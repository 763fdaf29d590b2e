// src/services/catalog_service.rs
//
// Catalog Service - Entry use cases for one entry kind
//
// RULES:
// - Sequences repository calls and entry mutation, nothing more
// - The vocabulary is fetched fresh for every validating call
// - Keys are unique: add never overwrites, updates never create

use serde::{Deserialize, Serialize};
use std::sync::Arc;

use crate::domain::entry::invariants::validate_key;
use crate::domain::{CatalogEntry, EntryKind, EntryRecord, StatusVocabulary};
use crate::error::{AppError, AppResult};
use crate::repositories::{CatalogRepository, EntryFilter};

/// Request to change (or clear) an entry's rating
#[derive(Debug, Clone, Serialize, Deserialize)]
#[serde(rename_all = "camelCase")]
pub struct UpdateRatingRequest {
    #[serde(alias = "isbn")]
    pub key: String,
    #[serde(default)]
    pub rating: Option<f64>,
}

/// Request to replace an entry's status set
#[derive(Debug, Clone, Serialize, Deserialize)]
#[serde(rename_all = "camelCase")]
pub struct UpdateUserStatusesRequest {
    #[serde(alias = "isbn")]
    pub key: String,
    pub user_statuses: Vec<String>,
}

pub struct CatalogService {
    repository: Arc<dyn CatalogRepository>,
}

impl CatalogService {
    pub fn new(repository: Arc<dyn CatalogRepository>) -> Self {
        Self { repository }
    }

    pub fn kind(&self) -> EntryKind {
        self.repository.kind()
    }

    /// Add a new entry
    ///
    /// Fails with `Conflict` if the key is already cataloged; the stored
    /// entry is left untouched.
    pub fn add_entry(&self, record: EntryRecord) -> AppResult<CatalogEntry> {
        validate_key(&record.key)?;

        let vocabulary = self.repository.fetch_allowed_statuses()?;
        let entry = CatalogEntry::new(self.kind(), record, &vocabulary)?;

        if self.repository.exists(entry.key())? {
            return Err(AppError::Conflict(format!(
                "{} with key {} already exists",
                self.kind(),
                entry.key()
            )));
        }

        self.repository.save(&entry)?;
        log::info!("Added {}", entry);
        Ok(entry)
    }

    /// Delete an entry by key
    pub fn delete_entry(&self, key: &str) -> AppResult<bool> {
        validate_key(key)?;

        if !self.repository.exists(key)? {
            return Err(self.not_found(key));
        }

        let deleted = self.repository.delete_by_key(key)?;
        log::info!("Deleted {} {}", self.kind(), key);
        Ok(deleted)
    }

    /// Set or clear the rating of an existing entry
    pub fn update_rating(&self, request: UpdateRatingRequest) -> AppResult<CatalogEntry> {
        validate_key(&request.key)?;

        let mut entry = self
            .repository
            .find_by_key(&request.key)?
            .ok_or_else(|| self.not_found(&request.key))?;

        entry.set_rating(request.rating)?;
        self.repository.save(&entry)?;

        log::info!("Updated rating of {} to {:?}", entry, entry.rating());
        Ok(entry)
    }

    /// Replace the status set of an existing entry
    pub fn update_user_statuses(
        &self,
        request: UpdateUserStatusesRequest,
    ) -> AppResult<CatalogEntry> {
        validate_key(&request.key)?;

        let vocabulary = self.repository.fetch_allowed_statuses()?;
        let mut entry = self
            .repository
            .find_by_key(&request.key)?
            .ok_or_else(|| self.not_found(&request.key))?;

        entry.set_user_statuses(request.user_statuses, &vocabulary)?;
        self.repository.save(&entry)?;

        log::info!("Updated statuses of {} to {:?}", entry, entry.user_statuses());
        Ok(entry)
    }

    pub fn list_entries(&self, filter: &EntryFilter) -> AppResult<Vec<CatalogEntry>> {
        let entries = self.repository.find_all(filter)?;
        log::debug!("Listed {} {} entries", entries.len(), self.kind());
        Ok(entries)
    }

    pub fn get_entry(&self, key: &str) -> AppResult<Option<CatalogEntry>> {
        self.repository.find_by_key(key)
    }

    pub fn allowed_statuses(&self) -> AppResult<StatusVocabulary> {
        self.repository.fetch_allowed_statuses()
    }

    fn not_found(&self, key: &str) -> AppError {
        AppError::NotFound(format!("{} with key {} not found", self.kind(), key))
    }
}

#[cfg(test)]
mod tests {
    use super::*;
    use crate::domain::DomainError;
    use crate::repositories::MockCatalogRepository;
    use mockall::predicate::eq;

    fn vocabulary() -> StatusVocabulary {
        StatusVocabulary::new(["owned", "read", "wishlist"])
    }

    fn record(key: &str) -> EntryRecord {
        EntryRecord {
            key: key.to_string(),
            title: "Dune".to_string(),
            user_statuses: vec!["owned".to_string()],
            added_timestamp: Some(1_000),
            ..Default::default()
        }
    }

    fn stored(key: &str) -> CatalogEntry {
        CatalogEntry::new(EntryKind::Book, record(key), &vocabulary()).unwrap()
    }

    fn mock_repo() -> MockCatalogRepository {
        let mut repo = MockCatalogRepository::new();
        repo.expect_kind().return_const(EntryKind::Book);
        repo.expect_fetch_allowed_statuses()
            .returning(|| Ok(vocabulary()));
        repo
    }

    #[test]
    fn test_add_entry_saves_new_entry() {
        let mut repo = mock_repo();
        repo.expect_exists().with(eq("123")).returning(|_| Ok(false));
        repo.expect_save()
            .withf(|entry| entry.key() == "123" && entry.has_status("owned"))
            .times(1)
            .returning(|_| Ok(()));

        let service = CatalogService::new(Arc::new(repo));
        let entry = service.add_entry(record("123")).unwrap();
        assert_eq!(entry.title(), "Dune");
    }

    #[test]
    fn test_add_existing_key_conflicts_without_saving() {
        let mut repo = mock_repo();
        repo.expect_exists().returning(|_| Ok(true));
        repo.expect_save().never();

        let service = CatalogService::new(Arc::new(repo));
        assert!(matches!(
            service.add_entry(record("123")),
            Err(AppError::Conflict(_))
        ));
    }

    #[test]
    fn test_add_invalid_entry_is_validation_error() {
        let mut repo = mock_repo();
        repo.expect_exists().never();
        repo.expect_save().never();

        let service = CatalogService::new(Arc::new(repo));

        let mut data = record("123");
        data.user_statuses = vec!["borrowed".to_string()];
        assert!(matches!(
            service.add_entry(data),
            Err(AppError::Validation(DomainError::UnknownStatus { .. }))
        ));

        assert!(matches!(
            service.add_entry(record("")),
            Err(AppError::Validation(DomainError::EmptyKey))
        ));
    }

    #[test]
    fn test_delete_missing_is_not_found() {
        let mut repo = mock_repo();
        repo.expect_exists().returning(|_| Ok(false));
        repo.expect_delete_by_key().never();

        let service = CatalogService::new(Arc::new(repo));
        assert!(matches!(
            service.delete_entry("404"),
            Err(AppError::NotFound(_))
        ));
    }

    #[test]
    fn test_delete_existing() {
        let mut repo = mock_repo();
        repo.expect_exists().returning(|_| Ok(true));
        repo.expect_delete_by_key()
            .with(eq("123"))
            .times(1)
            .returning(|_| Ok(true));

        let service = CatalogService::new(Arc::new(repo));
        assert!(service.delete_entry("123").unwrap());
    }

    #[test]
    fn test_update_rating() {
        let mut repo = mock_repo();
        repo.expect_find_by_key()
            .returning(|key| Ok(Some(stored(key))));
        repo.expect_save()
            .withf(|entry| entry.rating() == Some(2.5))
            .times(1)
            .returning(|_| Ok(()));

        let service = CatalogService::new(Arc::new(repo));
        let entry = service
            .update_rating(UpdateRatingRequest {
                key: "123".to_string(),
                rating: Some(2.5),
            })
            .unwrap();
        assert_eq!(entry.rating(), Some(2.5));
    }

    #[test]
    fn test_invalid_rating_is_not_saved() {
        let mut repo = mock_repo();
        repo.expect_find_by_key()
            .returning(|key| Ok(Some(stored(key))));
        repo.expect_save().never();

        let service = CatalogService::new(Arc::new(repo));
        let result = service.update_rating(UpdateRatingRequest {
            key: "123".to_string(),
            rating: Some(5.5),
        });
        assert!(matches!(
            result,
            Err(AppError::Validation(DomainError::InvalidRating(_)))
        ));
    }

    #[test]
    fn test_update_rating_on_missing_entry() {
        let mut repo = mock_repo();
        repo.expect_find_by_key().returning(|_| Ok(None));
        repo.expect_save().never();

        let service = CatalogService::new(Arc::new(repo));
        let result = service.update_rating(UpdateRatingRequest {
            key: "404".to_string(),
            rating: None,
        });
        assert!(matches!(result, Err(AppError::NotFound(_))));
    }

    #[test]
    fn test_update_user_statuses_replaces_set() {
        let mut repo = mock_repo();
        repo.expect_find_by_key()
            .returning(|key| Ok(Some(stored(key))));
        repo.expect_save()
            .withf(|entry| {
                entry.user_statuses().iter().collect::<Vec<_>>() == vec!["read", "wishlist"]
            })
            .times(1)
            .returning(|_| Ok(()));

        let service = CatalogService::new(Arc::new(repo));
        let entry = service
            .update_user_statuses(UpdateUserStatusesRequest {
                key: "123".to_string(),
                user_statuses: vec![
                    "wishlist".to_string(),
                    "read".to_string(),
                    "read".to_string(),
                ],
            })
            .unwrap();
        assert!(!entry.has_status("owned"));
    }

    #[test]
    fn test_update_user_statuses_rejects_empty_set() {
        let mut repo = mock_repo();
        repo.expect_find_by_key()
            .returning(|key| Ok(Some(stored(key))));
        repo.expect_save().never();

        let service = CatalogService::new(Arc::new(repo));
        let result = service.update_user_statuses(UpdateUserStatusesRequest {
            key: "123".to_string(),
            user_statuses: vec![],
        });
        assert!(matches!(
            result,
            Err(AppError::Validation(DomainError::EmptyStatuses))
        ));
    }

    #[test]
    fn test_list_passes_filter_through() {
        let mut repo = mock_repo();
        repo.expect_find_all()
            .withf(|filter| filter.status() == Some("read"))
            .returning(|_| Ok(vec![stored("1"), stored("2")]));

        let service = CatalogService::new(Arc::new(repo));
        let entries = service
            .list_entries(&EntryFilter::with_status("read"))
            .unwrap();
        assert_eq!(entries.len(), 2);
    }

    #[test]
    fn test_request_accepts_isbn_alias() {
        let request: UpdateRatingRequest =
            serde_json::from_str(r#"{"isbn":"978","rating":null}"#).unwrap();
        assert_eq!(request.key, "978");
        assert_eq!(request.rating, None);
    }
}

▶ [Instructions to follow]:
When the line with "entry by key" is reached in the data above, start copying there, and copy each line exactly until the line with "let entries = self.repository.find_all(filter)?;" has been copied; copy nothing else.

▶ [Written solution]:
    /// Delete an entry by key
    pub fn delete_entry(&self, key: &str) -> AppResult<bool> {
        validate_key(key)?;

        if !self.repository.exists(key)? {
            return Err(self.not_found(key));
        }

        let deleted = self.repository.delete_by_key(key)?;
        log::info!("Deleted {} {}", self.kind(), key);
        Ok(deleted)
    }

    /// Set or clear the rating of an existing entry
    pub fn update_rating(&self, request: UpdateRatingRequest) -> AppResult<CatalogEntry> {
        validate_key(&request.key)?;

        let mut entry = self
            .repository
            .find_by_key(&request.key)?
            .ok_or_else(|| self.not_found(&request.key))?;

        entry.set_rating(request.rating)?;
        self.repository.save(&entry)?;

        log::info!("Updated rating of {} to {:?}", entry, entry.rating());
        Ok(entry)
    }

    /// Replace the status set of an existing entry
    pub fn update_user_statuses(
        &self,
        request: UpdateUserStatusesRequest,
    ) -> AppResult<CatalogEntry> {
        validate_key(&request.key)?;

        let vocabulary = self.repository.fetch_allowed_statuses()?;
        let mut entry = self
            .repository
            .find_by_key(&request.key)?
            .ok_or_else(|| self.not_found(&request.key))?;

        entry.set_user_statuses(request.user_statuses, &vocabulary)?;
        self.repository.save(&entry)?;

        log::info!("Updated statuses of {} to {:?}", entry, entry.user_statuses());
        Ok(entry)
    }

    pub fn list_entries(&self, filter: &EntryFilter) -> AppResult<Vec<CatalogEntry>> {
        let entries = self.repository.find_all(filter)?;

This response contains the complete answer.